Das Lachen der Baubo
Fröhliches Nichtwissen (Nietzsche, Bataille, Lacan)
DOI:
https://doi.org/10.21248/riss.2018.88.172Keywords:
Laughter, Baubo, veil, truth, femininity, apotropaionAbstract
With Nietzsche’s talk of »truth as a woman«, the gay science departs from idealist philosophy, dependent as it was on the phantasm of a nuda veritas to be unveiled in a masculine act of epistemological violence. If one follows Nietzsche’s reference to the mythological figure of Baubo and her self-exposing gesture, Nietzsche’s own practice becomes more pronounced, one in which the will to knowledge is to be overcome.

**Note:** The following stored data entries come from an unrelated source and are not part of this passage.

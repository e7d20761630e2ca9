//! Executors perform the work a job describes.
//!
//! A job names its executor through [`Job::executor`]. The [`ExecutorRegistry`] maps that name
//! to a factory building the executor from the [`Config`], so no executor is constructed
//! before a job needs it.
//!
//! ```
//! use asyncworker::prelude::*;
//! use async_trait::async_trait;
//! use std::fmt::Write;
//!
//! struct Greeter;
//!
//! #[async_trait]
//! impl Executor for Greeter {
//!     async fn execute(
//!         &self,
//!         job: &Job,
//!         output: &mut Output,
//!         report: &mut Report,
//!     ) -> Result<(), ExecutionError> {
//!         let name: Option<String> = job.payload_value("name").map_err(ExecutionError::other)?;
//!         let _ = writeln!(output, "Hello {}", name.as_deref().unwrap_or("world"));
//!         report.succeed();
//!         Ok(())
//!     }
//! }
//!
//! impl NamedExecutor for Greeter {
//!     const NAME: &'static str = "greeter";
//!
//!     fn build(_config: &Config) -> Self {
//!         Greeter
//!     }
//! }
//!
//! let registry = ExecutorRegistry::new().with_executor::<Greeter>();
//! let job = Greeter::builder("normal").with_payload_value("name", "John").build();
//! assert!(registry.resolve(&job, &Config::default()).is_ok());
//! ```
use std::{collections::HashMap, fmt, io::Write};

use async_trait::async_trait;
use thiserror::Error;
use tokio::task::JoinError;

use crate::{
    config::Config,
    job::{builder::JobBuilder, Job},
    ConfigurationError,
};

const ERROR_TYPE_PANIC: &str = "panic";

/// Opaque data produced by an executor and forwarded to the [`crate::informer::Informer`].
pub type ReturnData = serde_json::Map<String, serde_json::Value>;

/// The work behind one kind of job.
#[async_trait]
pub trait Executor: Send + Sync {
    /// Runs `job`, writing progress to `output` and the result to `report`.
    ///
    /// An error marks the job as failed. Otherwise the job is discarded. A panic is caught and
    /// treated as an error.
    async fn execute(
        &self,
        job: &Job,
        output: &mut Output,
        report: &mut Report,
    ) -> Result<(), ExecutionError>;
}

/// An [`Executor`] that can be registered under a fixed name.
pub trait NamedExecutor: Executor + Sized + 'static {
    /// The name jobs use to refer to this executor.
    ///
    /// This is stored with every job, so renaming the rust type does not affect queued jobs.
    const NAME: &'static str;

    fn build(config: &Config) -> Self;

    fn builder(priority: impl Into<String>) -> JobBuilder {
        Job::builder(Self::NAME, priority)
    }
}

type ExecutorFactory = Box<dyn Fn(&Config) -> Box<dyn Executor> + Send + Sync>;

#[derive(Default)]
pub struct ExecutorRegistry {
    factories: HashMap<String, ExecutorFactory>,
}

impl fmt::Debug for ExecutorRegistry {
    fn fmt(&self, f: &mut fmt::Formatter<'_>) -> fmt::Result {
        f.debug_struct("ExecutorRegistry")
            .field("executors", &self.factories.keys().collect::<Vec<_>>())
            .finish()
    }
}

impl ExecutorRegistry {
    pub fn new() -> Self {
        Self::default()
    }

    pub fn with_executor<E: NamedExecutor>(self) -> Self {
        self.register(E::NAME, |config| Box::new(E::build(config)))
    }

    /// Registers `factory` under `name`, replacing any earlier registration.
    pub fn register<F>(mut self, name: impl Into<String>, factory: F) -> Self
    where
        F: Fn(&Config) -> Box<dyn Executor> + Send + Sync + 'static,
    {
        self.factories.insert(name.into(), Box::new(factory));
        self
    }

    pub fn contains(&self, name: &str) -> bool {
        self.factories.contains_key(name)
    }

    pub fn resolve(
        &self,
        job: &Job,
        config: &Config,
    ) -> Result<Box<dyn Executor>, ConfigurationError> {
        self.factories
            .get(&job.executor)
            .map(|factory| factory(config))
            .ok_or_else(|| ConfigurationError::UnknownExecutor(job.executor.clone()))
    }
}

/// How an execution ended, derived from [`Report::return_code`].
#[derive(Debug, Clone, Copy, PartialEq, Eq)]
pub enum Outcome {
    /// No return code was set, the job never ran properly.
    Invalid,
    Successful,
    Erroneous,
}

#[derive(Debug, Clone, Default, PartialEq)]
pub struct Report {
    /// `None` for invalid, `0` for success, anything else for failure.
    pub return_code: Option<i32>,
    pub return_data: ReturnData,
}

impl Report {
    /// An empty report whose return data refers to `job` under the key `"job"`.
    pub fn for_job(job: &Job) -> Self {
        let mut return_data = ReturnData::new();
        return_data.insert(
            "job".to_owned(),
            serde_json::to_value(job).unwrap_or_default(),
        );
        Self {
            return_code: None,
            return_data,
        }
    }

    pub fn succeed(&mut self) {
        self.return_code = Some(0);
    }

    pub fn fail(&mut self, return_code: i32) {
        self.return_code = Some(return_code);
    }

    pub fn insert(&mut self, key: impl Into<String>, value: impl Into<serde_json::Value>) {
        self.return_data.insert(key.into(), value.into());
    }

    pub fn outcome(&self) -> Outcome {
        match self.return_code {
            None => Outcome::Invalid,
            Some(0) => Outcome::Successful,
            Some(_) => Outcome::Erroneous,
        }
    }
}

/// Buffers the output of a job, optionally echoing it to stdout as it is written.
#[derive(Debug, Default)]
pub struct Output {
    buffer: String,
    passthru: bool,
}

impl Output {
    pub fn new(passthru: bool) -> Self {
        Self {
            buffer: String::new(),
            passthru,
        }
    }

    pub fn write(&mut self, text: &str) {
        if self.passthru {
            let mut stdout = std::io::stdout().lock();
            let _ = stdout.write_all(text.as_bytes()).and_then(|_| stdout.flush());
        }
        self.buffer.push_str(text);
    }

    pub fn contents(&self) -> &str {
        &self.buffer
    }

    /// Empties the buffer, returning what was written.
    pub fn fetch(&mut self) -> String {
        std::mem::take(&mut self.buffer)
    }
}

impl fmt::Write for Output {
    fn write_str(&mut self, s: &str) -> fmt::Result {
        self.write(s);
        Ok(())
    }
}

#[derive(Debug, Error)]
pub enum ExecutionError {
    #[error("Job for executor {found:?} handed to executor {expected:?}")]
    WrongJobType { expected: String, found: String },
    #[error("Job failed: {message}")]
    Failed { message: String },
    #[error("Job panicked: {0}")]
    Panic(String),
    #[error(transparent)]
    Other(#[from] Box<dyn std::error::Error + Send + Sync>),
}

impl ExecutionError {
    pub fn failed(message: impl Into<String>) -> Self {
        Self::Failed {
            message: message.into(),
        }
    }

    pub fn other(error: impl std::error::Error + Send + Sync + 'static) -> Self {
        Self::Other(Box::new(error))
    }

    pub fn error_type(&self) -> &'static str {
        match self {
            Self::WrongJobType { .. } => "wrong_job_type",
            Self::Failed { .. } => "failed",
            Self::Panic(_) => ERROR_TYPE_PANIC,
            Self::Other(_) => "other",
        }
    }
}

impl From<JoinError> for ExecutionError {
    fn from(value: JoinError) -> Self {
        let msg = value.to_string();
        let message = match value.try_into_panic() {
            Ok(panic) => panic
                .downcast_ref::<&str>()
                .map(ToString::to_string)
                .or_else(|| panic.downcast_ref::<String>().cloned())
                .unwrap_or(msg),
            Err(_) => msg,
        };
        Self::Panic(message)
    }
}

#[cfg(test)]
pub(crate) mod test {
    use std::fmt::Write as _;

    use assert_matches::assert_matches;
    use serde::{Deserialize, Serialize};

    use super::*;

    /// Behaves as the job's payload tells it to.
    pub(crate) struct MockExecutor;

    #[derive(Debug, Clone, Serialize, Deserialize)]
    #[serde(tag = "behaviour", rename_all = "snake_case")]
    pub(crate) enum MockBehaviour {
        Succeed,
        ReturnCode { code: i32 },
        Error { message: String },
        Panic,
        NoReport,
    }

    pub(crate) fn mock_job(priority: &str, behaviour: MockBehaviour) -> Job {
        MockExecutor::builder(priority)
            .with_payload(&behaviour)
            .unwrap()
            .build()
    }

    #[async_trait]
    impl Executor for MockExecutor {
        async fn execute(
            &self,
            job: &Job,
            output: &mut Output,
            report: &mut Report,
        ) -> Result<(), ExecutionError> {
            if job.executor != Self::NAME {
                return Err(ExecutionError::WrongJobType {
                    expected: Self::NAME.to_owned(),
                    found: job.executor.clone(),
                });
            }
            let behaviour: MockBehaviour = job.data().map_err(ExecutionError::other)?;
            let _ = writeln!(output, "running {:?}", behaviour);
            match behaviour {
                MockBehaviour::Succeed => report.succeed(),
                MockBehaviour::ReturnCode { code } => report.fail(code),
                MockBehaviour::Error { message } => {
                    report.fail(1);
                    return Err(ExecutionError::failed(message));
                }
                MockBehaviour::Panic => panic!("job panicked"),
                MockBehaviour::NoReport => {}
            }
            report.insert("done", true);
            Ok(())
        }
    }

    impl NamedExecutor for MockExecutor {
        const NAME: &'static str = "mock_executor";

        fn build(_config: &Config) -> Self {
            MockExecutor
        }
    }

    #[test]
    fn resolves_registered_executor() {
        let registry = ExecutorRegistry::new().with_executor::<MockExecutor>();
        let job = mock_job("normal", MockBehaviour::Succeed);

        assert!(registry.contains(MockExecutor::NAME));
        assert!(registry.resolve(&job, &Config::default()).is_ok());
    }

    #[test]
    fn unknown_executor() {
        let registry = ExecutorRegistry::new().with_executor::<MockExecutor>();
        let job = Job::new("unknown", "normal");

        assert_matches!(
            registry.resolve(&job, &Config::default()).err(),
            Some(ConfigurationError::UnknownExecutor(name)) if name == "unknown"
        );
    }

    #[test]
    fn factories_receive_config() {
        let registry = ExecutorRegistry::new().register("configured", |config: &Config| {
            assert_eq!(config.queue.prefix, "custom.");
            Box::new(MockExecutor) as Box<dyn Executor>
        });
        let config = Config::default().with_prefix("custom.");

        assert!(registry
            .resolve(&Job::new("configured", "normal"), &config)
            .is_ok());
    }

    #[tokio::test]
    async fn executes_job() {
        let job = mock_job("normal", MockBehaviour::Succeed);
        let mut output = Output::new(false);
        let mut report = Report::for_job(&job);

        MockExecutor
            .execute(&job, &mut output, &mut report)
            .await
            .unwrap();

        assert_eq!(report.outcome(), Outcome::Successful);
        assert_eq!(report.return_data.get("done"), Some(&serde_json::json!(true)));
        assert!(output.fetch().starts_with("running Succeed"));
        assert!(output.contents().is_empty());
    }

    #[tokio::test]
    async fn rejects_foreign_job() {
        let job = Job::new("other", "normal");

        let result = MockExecutor
            .execute(&job, &mut Output::default(), &mut Report::for_job(&job))
            .await;

        assert_matches!(result, Err(ExecutionError::WrongJobType { .. }));
    }

    #[test]
    fn report_refers_to_job() {
        let job = Job::new("report", "normal");

        let report = Report::for_job(&job);

        assert_eq!(report.outcome(), Outcome::Invalid);
        assert_eq!(
            report.return_data["job"]["id"],
            serde_json::json!(job.id.as_str())
        );
    }

    #[test]
    fn outcome_from_return_code() {
        let mut report = Report::default();
        assert_eq!(report.outcome(), Outcome::Invalid);

        report.succeed();
        assert_eq!(report.outcome(), Outcome::Successful);

        report.fail(2);
        assert_eq!(report.outcome(), Outcome::Erroneous);
    }

    #[tokio::test]
    async fn panics_become_execution_errors() {
        let error = tokio::spawn(async { panic!("boom") }).await.unwrap_err();

        let error = ExecutionError::from(error);

        assert_matches!(&error, ExecutionError::Panic(message) if message == "boom");
        assert_eq!(error.error_type(), "panic");
    }
}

Baubo’s gesture, which escapes any interpretative grasp, proliferates with Nietzsche: The essay argues that Georges Bataille’s mobilization, in the 1930s, of the figure of the Acéphale has to be seen, and not merely in an iconographic sense, a continuation of the Baubo. The same has to be said for Jacques Lacan’s theatrical presentation of Gustave Courbet’s Origin of the World, an important source for his Seminar III: The Psychoses. These »fille-iations« of Baubo configure a thinking that opens itself towards the impossibility of a knowledge of its own origin, oscillating between the register of threat or castration, that of the enigma of fetishistic excitement as well as the boundless affirmation of a Gay Science. Whether Baubo’s apotropaic gesture is taken as obscene, menacing, comforting, or humorous, it inevitably opens the question of sexual difference and the possibilities for a symbolization of the feminine in masculine discourse.